▶
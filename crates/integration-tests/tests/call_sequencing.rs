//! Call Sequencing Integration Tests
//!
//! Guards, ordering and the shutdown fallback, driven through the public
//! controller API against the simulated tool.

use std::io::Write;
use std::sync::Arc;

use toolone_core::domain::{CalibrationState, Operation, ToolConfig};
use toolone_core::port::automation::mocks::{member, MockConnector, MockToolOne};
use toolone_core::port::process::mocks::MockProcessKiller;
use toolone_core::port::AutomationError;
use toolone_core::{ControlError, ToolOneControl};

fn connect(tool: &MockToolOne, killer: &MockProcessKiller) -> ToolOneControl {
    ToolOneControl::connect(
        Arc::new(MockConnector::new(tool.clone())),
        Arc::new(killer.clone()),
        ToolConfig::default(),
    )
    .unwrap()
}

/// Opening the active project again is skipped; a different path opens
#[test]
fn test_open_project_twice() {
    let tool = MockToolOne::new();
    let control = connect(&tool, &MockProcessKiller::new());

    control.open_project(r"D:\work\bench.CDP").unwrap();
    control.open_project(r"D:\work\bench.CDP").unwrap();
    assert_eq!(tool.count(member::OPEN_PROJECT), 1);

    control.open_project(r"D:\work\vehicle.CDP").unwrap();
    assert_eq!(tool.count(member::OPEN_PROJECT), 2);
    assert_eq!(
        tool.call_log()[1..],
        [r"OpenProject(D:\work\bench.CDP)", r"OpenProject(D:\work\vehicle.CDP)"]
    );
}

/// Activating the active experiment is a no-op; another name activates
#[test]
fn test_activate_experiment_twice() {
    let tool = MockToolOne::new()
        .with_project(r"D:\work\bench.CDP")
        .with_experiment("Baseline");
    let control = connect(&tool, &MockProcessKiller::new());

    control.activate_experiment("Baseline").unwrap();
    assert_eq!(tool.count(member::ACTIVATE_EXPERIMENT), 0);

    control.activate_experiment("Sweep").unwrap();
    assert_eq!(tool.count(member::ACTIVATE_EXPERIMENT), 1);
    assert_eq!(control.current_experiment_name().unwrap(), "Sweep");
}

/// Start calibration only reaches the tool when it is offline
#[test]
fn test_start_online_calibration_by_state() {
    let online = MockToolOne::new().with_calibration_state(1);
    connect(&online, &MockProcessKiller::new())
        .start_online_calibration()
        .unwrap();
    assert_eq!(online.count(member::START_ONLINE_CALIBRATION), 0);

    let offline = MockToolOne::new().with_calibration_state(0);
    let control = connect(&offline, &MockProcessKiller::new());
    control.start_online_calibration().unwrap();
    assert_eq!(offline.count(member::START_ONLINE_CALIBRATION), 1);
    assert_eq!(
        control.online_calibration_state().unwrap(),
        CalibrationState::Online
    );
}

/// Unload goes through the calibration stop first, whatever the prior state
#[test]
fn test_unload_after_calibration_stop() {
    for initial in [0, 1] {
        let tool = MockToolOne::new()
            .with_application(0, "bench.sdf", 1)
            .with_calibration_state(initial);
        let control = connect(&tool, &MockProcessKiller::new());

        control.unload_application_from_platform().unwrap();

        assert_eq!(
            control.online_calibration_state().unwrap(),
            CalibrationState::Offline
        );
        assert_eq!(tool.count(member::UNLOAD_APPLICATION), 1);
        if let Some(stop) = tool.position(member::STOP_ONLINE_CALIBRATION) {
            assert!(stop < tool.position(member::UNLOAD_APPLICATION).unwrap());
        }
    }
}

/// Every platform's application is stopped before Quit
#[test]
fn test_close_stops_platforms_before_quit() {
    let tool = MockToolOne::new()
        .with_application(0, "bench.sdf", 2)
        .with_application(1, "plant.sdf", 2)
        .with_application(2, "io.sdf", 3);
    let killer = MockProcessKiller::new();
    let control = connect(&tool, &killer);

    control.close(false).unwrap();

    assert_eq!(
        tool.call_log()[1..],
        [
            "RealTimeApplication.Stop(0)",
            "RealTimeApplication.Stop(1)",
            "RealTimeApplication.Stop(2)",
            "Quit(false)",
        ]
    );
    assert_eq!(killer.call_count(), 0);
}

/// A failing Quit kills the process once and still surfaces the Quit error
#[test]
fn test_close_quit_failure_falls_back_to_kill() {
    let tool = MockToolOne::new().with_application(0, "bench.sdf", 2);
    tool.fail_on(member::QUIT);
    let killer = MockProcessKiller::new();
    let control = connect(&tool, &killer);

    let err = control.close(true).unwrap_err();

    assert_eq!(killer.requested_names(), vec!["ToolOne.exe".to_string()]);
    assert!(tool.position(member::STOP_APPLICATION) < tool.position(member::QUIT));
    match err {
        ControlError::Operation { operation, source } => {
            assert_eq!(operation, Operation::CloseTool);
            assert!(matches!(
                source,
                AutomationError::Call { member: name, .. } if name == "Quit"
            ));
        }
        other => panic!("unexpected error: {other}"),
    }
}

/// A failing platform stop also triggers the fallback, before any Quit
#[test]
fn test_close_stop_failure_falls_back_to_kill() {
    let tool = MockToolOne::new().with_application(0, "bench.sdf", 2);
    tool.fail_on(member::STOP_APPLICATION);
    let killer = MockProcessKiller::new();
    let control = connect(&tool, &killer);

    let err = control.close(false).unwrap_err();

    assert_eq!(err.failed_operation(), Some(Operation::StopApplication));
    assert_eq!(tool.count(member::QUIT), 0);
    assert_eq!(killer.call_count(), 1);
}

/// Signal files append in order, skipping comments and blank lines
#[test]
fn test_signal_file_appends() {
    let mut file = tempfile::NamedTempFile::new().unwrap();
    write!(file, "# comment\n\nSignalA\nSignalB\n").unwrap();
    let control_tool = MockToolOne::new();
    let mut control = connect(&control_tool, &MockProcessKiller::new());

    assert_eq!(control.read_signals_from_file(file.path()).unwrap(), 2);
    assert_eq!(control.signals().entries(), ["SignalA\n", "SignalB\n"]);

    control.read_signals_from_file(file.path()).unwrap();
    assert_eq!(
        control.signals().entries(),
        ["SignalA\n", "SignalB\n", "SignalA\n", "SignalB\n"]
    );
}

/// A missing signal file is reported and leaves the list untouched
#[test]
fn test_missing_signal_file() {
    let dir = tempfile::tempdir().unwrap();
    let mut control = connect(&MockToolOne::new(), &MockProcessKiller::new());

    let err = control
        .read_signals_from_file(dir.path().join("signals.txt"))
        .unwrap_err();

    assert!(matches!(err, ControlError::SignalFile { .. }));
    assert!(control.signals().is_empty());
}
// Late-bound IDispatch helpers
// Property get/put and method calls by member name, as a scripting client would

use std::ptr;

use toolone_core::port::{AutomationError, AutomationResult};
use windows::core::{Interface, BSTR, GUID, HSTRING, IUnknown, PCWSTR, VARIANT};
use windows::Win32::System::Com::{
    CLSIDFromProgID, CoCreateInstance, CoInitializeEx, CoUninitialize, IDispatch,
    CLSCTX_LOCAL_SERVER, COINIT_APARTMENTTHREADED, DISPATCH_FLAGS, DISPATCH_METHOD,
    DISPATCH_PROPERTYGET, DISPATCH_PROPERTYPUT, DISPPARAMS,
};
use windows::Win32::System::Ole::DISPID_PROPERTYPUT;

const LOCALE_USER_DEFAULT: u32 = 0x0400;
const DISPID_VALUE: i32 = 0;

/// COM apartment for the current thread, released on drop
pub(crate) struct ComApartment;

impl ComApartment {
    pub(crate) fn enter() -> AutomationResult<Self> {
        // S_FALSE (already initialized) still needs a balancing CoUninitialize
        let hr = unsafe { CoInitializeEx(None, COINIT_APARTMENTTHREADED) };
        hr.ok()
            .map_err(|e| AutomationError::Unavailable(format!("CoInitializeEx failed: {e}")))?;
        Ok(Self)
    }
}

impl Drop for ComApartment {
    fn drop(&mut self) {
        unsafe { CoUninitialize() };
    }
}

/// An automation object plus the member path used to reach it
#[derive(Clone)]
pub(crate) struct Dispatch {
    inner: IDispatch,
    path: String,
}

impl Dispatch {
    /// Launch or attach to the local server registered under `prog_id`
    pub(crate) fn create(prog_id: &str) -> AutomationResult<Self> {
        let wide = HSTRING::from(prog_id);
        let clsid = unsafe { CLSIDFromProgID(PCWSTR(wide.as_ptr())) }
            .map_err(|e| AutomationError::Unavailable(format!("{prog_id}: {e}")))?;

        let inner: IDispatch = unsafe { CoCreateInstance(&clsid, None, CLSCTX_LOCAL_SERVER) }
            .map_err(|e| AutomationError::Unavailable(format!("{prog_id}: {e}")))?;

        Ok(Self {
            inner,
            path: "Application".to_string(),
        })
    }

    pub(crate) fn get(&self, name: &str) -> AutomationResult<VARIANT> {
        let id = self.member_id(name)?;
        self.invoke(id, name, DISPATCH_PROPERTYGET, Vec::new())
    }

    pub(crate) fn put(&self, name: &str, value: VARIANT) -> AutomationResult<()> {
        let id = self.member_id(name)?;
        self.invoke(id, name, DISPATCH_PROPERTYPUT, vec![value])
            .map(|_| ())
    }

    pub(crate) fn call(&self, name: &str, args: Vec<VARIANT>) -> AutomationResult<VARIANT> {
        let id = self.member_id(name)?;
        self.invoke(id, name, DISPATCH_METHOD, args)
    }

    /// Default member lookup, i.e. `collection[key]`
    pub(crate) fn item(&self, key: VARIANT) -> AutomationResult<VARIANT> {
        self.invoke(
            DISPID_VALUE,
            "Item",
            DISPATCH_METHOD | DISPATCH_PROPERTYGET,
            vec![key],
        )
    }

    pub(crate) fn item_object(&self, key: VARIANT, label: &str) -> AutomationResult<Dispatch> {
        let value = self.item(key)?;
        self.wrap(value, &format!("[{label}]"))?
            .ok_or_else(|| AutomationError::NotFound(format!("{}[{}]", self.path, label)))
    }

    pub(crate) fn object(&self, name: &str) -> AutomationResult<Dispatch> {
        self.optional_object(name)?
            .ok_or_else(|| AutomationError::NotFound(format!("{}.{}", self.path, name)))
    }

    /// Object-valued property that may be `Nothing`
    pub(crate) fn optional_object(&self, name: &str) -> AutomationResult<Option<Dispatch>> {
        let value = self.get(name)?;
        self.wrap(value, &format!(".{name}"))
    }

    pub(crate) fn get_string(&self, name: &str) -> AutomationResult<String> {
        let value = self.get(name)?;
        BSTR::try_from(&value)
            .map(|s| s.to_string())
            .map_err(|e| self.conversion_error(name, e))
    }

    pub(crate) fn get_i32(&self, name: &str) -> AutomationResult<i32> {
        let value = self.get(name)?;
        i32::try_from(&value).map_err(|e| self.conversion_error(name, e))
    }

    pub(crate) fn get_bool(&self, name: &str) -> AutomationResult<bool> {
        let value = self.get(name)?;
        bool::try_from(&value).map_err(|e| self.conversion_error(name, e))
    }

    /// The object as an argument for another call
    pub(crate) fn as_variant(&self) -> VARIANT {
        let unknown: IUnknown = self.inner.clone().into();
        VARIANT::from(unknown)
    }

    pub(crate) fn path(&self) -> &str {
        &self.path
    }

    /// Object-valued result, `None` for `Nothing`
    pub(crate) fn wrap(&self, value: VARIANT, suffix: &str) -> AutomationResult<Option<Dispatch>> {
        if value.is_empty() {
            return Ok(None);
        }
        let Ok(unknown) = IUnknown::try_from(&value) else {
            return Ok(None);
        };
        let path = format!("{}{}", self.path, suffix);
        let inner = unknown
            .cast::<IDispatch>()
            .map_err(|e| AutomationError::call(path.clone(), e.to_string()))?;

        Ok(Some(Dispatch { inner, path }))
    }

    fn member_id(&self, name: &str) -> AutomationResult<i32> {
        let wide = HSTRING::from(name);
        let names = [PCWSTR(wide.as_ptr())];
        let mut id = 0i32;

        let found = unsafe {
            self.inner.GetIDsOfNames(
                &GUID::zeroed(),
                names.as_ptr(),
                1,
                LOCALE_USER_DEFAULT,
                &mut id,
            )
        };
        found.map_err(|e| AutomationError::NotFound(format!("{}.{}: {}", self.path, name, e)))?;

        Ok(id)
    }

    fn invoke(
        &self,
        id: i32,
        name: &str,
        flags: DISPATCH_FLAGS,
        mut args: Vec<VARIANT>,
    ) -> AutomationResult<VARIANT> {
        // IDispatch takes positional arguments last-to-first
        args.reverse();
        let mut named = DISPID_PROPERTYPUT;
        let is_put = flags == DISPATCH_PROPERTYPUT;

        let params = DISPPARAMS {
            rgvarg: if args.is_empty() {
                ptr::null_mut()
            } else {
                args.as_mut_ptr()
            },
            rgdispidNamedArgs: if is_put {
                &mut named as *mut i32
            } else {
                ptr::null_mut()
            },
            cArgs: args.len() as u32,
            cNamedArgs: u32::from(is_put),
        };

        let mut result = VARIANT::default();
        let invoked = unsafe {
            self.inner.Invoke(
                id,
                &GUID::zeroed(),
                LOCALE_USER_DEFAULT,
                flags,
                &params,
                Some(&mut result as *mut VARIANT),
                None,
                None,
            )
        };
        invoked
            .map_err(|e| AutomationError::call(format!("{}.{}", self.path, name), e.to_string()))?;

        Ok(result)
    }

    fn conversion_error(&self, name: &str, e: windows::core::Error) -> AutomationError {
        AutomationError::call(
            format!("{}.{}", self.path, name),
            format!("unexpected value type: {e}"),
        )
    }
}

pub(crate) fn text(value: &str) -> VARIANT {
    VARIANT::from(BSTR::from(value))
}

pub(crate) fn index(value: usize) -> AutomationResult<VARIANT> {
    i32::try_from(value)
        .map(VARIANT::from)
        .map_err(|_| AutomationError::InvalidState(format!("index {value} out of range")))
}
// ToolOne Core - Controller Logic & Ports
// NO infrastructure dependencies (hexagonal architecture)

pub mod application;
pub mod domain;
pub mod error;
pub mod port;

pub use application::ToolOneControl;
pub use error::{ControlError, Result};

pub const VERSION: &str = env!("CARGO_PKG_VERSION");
◀
▶
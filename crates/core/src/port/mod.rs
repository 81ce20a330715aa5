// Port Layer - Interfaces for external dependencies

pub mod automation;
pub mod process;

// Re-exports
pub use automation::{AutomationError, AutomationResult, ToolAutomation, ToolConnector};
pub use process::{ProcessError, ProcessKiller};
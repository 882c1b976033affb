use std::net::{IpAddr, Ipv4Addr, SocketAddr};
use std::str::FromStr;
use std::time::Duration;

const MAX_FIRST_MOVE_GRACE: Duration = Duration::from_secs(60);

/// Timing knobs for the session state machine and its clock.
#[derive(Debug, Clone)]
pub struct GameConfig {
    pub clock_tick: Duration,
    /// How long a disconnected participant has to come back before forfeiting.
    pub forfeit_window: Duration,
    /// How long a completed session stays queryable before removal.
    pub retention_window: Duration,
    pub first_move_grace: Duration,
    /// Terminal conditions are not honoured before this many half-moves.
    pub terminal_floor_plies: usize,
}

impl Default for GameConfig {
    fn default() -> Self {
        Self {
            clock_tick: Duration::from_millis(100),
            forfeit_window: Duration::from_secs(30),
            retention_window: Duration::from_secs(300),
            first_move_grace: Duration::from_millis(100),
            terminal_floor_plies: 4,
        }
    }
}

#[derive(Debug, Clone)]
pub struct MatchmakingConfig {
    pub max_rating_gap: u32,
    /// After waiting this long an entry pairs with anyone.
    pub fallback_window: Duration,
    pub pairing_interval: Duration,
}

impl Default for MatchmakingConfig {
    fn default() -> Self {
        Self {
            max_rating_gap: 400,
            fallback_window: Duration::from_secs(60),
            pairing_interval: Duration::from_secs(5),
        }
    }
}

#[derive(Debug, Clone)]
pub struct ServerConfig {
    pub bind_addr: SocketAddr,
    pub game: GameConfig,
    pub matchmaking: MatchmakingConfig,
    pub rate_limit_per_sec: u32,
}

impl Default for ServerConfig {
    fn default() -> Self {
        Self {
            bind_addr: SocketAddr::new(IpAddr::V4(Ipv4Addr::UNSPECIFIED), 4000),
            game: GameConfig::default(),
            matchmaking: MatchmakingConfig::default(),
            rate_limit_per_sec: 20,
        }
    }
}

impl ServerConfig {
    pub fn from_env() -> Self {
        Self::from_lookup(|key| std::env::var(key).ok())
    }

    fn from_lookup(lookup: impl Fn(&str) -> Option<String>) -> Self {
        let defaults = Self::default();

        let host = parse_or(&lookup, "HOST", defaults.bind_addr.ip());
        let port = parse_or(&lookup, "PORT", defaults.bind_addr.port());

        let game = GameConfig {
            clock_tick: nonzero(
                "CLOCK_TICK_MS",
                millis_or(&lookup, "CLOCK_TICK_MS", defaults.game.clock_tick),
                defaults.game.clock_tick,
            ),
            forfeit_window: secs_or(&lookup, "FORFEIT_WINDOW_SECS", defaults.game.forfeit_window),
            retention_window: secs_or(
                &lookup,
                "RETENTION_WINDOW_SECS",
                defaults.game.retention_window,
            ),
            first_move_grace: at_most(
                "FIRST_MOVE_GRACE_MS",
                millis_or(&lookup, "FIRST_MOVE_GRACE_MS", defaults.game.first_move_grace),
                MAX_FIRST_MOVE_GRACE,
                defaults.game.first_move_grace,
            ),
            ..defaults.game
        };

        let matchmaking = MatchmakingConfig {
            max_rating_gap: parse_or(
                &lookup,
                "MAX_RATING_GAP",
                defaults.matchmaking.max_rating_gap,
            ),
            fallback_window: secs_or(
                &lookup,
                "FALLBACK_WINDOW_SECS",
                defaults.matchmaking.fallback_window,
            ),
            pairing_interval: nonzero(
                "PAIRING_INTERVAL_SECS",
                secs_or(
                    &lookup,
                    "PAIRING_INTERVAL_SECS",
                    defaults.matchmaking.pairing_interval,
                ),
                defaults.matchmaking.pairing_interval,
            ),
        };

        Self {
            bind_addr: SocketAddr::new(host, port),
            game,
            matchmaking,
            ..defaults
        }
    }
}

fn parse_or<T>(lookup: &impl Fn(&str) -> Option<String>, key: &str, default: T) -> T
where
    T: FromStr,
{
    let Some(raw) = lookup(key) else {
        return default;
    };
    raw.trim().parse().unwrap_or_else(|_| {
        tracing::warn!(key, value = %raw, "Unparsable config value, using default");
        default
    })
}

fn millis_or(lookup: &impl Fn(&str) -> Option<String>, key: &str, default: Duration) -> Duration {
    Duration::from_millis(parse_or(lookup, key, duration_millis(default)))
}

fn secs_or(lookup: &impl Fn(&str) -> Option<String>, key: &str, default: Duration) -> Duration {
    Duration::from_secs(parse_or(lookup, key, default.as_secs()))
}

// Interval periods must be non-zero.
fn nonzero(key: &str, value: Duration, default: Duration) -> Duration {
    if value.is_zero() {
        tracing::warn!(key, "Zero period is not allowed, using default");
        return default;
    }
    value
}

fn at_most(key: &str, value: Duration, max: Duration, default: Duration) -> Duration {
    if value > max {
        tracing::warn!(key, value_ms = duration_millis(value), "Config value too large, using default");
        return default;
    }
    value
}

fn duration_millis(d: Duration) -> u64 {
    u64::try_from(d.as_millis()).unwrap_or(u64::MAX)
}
◀
About this task ▸
Each line from the material above that mentions the word "Baseline" needs to be copied.

Exercise solution ▸
        .with_experiment("Baseline");
    control.activate_experiment("Baseline").unwrap();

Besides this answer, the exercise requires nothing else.